The surge in poverty is "stunning," Sharon Parrott, president of the Center on Budget and Policy Priorities, said in a statement. Parrott pointed to the end of the expanded federal Child Tax Credit in 2022 as a cause of the sharp increase in child poverty and called for lawmakers to reinstate the benefit.
The rise in poverty amounts to an increase of 15.3 million people around the U.S. living in poverty, according to the left-leaning think tank.
Biggest poverty increase in over half a century
The latest Census data underscores the dichotomy of the post-pandemic economy, which has been marked by a strong job market yet also rising inflation that's hobbled many households.

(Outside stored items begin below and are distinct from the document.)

//! Attribute value types.
//!
//! This module defines the runtime representation of attribute values and
//! their conversions to and from the JSON stored in documents.

use chrono::{DateTime, SecondsFormat, Utc};
use serde_json::Value;

/// Runtime representation of an attribute value.
///
/// Every declared attribute holds one of these. Values are produced by
/// casting input through the attribute's [`AttributeKind`](super::AttributeKind),
/// so an `Integer` attribute only ever holds `Integer` or `Null`.
#[derive(Debug, Clone, PartialEq)]
pub enum AttrValue {
    Null,
    Bool(bool),
    Integer(i64),
    Float(f64),
    String(String),
    DateTime(DateTime<Utc>),
    /// Free-form JSON (objects, arrays) for `Json` attributes.
    Json(Value),
}

impl AttrValue {
    pub fn is_null(&self) -> bool {
        matches!(self, AttrValue::Null)
    }

    /// Check if this value represents a "truthy" state.
    ///
    /// - Null: false
    /// - Bool: the boolean value itself
    /// - Integer/Float: non-zero
    /// - String: non-empty
    /// - DateTime/Json: always true (Json `null` excepted)
    pub fn is_truthy(&self) -> bool {
        match self {
            AttrValue::Null => false,
            AttrValue::Bool(v) => *v,
            AttrValue::Integer(v) => *v != 0,
            AttrValue::Float(v) => *v != 0.0,
            AttrValue::String(v) => !v.is_empty(),
            AttrValue::DateTime(_) => true,
            AttrValue::Json(v) => !v.is_null(),
        }
    }

    pub fn as_bool(&self) -> Option<bool> {
        match self {
            AttrValue::Bool(v) => Some(*v),
            _ => None,
        }
    }

    pub fn as_i64(&self) -> Option<i64> {
        match self {
            AttrValue::Integer(v) => Some(*v),
            _ => None,
        }
    }

    /// Get the numeric value as a float (integers widen).
    pub fn as_f64(&self) -> Option<f64> {
        match self {
            AttrValue::Float(v) => Some(*v),
            AttrValue::Integer(v) => Some(*v as f64),
            _ => None,
        }
    }

    pub fn as_str(&self) -> Option<&str> {
        match self {
            AttrValue::String(s) => Some(s),
            _ => None,
        }
    }

    pub fn as_datetime(&self) -> Option<DateTime<Utc>> {
        match self {
            AttrValue::DateTime(dt) => Some(*dt),
            _ => None,
        }
    }

    pub fn as_json(&self) -> Option<&Value> {
        match self {
            AttrValue::Json(v) => Some(v),
            _ => None,
        }
    }

    /// Encode for storage in a document.
    pub fn to_json(&self) -> Value {
        match self {
            AttrValue::Null => Value::Null,
            AttrValue::Bool(v) => Value::Bool(*v),
            AttrValue::Integer(v) => Value::from(*v),
            AttrValue::Float(v) => Value::from(*v),
            AttrValue::String(s) => Value::String(s.clone()),
            AttrValue::DateTime(dt) => {
                Value::String(dt.to_rfc3339_opts(SecondsFormat::Micros, true))
            }
            AttrValue::Json(v) => v.clone(),
        }
    }

    /// String form used by finder equality matching.
    ///
    /// `Null` renders as the empty string, dates as RFC 3339 and JSON
    /// as its compact encoding.
    pub fn to_match_string(&self) -> String {
        match self {
            AttrValue::Null => String::new(),
            AttrValue::Bool(v) => v.to_string(),
            AttrValue::Integer(v) => v.to_string(),
            AttrValue::Float(v) => v.to_string(),
            AttrValue::String(s) => s.clone(),
            AttrValue::DateTime(dt) => dt.to_rfc3339_opts(SecondsFormat::Micros, true),
            AttrValue::Json(Value::String(s)) => s.clone(),
            AttrValue::Json(v) => v.to_string(),
        }
    }
}

impl From<AttrValue> for Value {
    fn from(value: AttrValue) -> Self {
        value.to_json()
    }
}

impl From<bool> for AttrValue {
    fn from(v: bool) -> Self {
        AttrValue::Bool(v)
    }
}

impl From<i64> for AttrValue {
    fn from(v: i64) -> Self {
        AttrValue::Integer(v)
    }
}

impl From<i32> for AttrValue {
    fn from(v: i32) -> Self {
        AttrValue::Integer(v as i64)
    }
}

impl From<u32> for AttrValue {
    fn from(v: u32) -> Self {
        AttrValue::Integer(v as i64)
    }
}

impl From<f64> for AttrValue {
    fn from(v: f64) -> Self {
        AttrValue::Float(v)
    }
}

impl From<&str> for AttrValue {
    fn from(v: &str) -> Self {
        AttrValue::String(v.to_string())
    }
}

impl From<String> for AttrValue {
    fn from(v: String) -> Self {
        AttrValue::String(v)
    }
}

impl From<DateTime<Utc>> for AttrValue {
    fn from(v: DateTime<Utc>) -> Self {
        AttrValue::DateTime(v)
    }
}

impl From<Value> for AttrValue {
    fn from(v: Value) -> Self {
        match v {
            Value::Null => AttrValue::Null,
            Value::Bool(b) => AttrValue::Bool(b),
            Value::Number(n) => match n.as_i64() {
                Some(i) => AttrValue::Integer(i),
                None => AttrValue::Float(n.as_f64().unwrap_or_default()),
            },
            Value::String(s) => AttrValue::String(s),
            other => AttrValue::Json(other),
        }
    }
}

impl<T: Into<AttrValue>> From<Option<T>> for AttrValue {
    fn from(v: Option<T>) -> Self {
        v.map(Into::into).unwrap_or(AttrValue::Null)
    }
}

Last year also marked the end of all pandemic-era benefits that helped families stay afloat during the health crisis, such as stimulus checks and the Child Tax Credit, which distributed as much as $300 per child in cash payments.

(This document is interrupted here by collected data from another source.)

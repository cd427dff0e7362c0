//! # Storage Layer
//!
//! The storage layer is a plain key-value boundary. Everything above it
//! (records, finders, versioning) talks to the store through four calls:
//!
//! - `get(key)` → document or absent
//! - `set(key, document)` → whole-document replace
//! - `delete(key)`
//! - `scan(prefix)` → matching keys
//!
//! ## Keyspace
//!
//! ```text
//! Widget:5f0c...        # one document per record, see [`document`]
//! Widget:9a41...
//! Gadget:users:7:cart   # parent-linked record (id derived from the parent)
//! ```
//!
//! Finders scan the `"{TypeName}:"` prefix. There is no secondary index, so
//! `all`, `where` and `count` cost one pass over the type's keys.
//!
//! ## Implementations
//!
//! - [`mem_backend::MemBackend`]: in-process map, for tests and ephemeral use.
//! - [`fs_backend::FsBackend`]: one JSON file per key with atomic writes.

pub mod backend;
pub mod document;
pub mod fs_backend;
pub mod mem_backend;

pub use backend::KvBackend;
pub use document::{
    document_key, id_from_key, is_valid_id, key_prefix, StoredDocument, StoredVersion,
};
pub use fs_backend::FsBackend;
pub use mem_backend::MemBackend;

"The rise in the poverty rate, the largest on record in over 50 years both overall and for children, underscores the critical role that policy choices play in the level of poverty and hardship in the country," Parrot said.
The Supplemental Poverty Measure (SPM), which measures whether people have enough resources to cover their needs, was 12.4% for U.S. households in 2022, an increase of 4.6 percentage points from a year earlier, the Census said on Tuesday.
The child poverty rate, as measured by the SPM, jumped from a historic low of 5.2% in 2021 to 12.4% in 2022, the Census said. That's the largest change in child poverty since the Census began tracking the SPM in 2009, Census officials said.
The SPM includes income as well as the impact of non-cash assistance, such as food aid and housing assistance. It also subtracts some expenses from income, such as medical costs, child care and the cost of commuting.
If the expanded Child Tax Credit had been renewed, about 3 million additional children would have been kept out of poverty last year, while and child poverty would have been about 8.4% rather than 12.4%, the CBPP said.
Americans earning less
U.S. households also earned less last year, the Census said. The median household income in 2022 was $74,580, a decline of 2.3% from 2021 and the third year in a row that incomes have dipped.
"These are statistically significant declines," Rob Wilson, president of Employco USA and an employment trends expert, said in an email. "While many people rushed to defend the 2020 decline as the result of the COVID-19 pandemic, the fact that Americans' incomes are still declining even now is very concerning."
Wages aren't keeping up with inflation, leading to the decline in income, he added.
Asian Americans had the highest median household income, at almost $109,000, while Black Americans had the lowest, at about $53,000.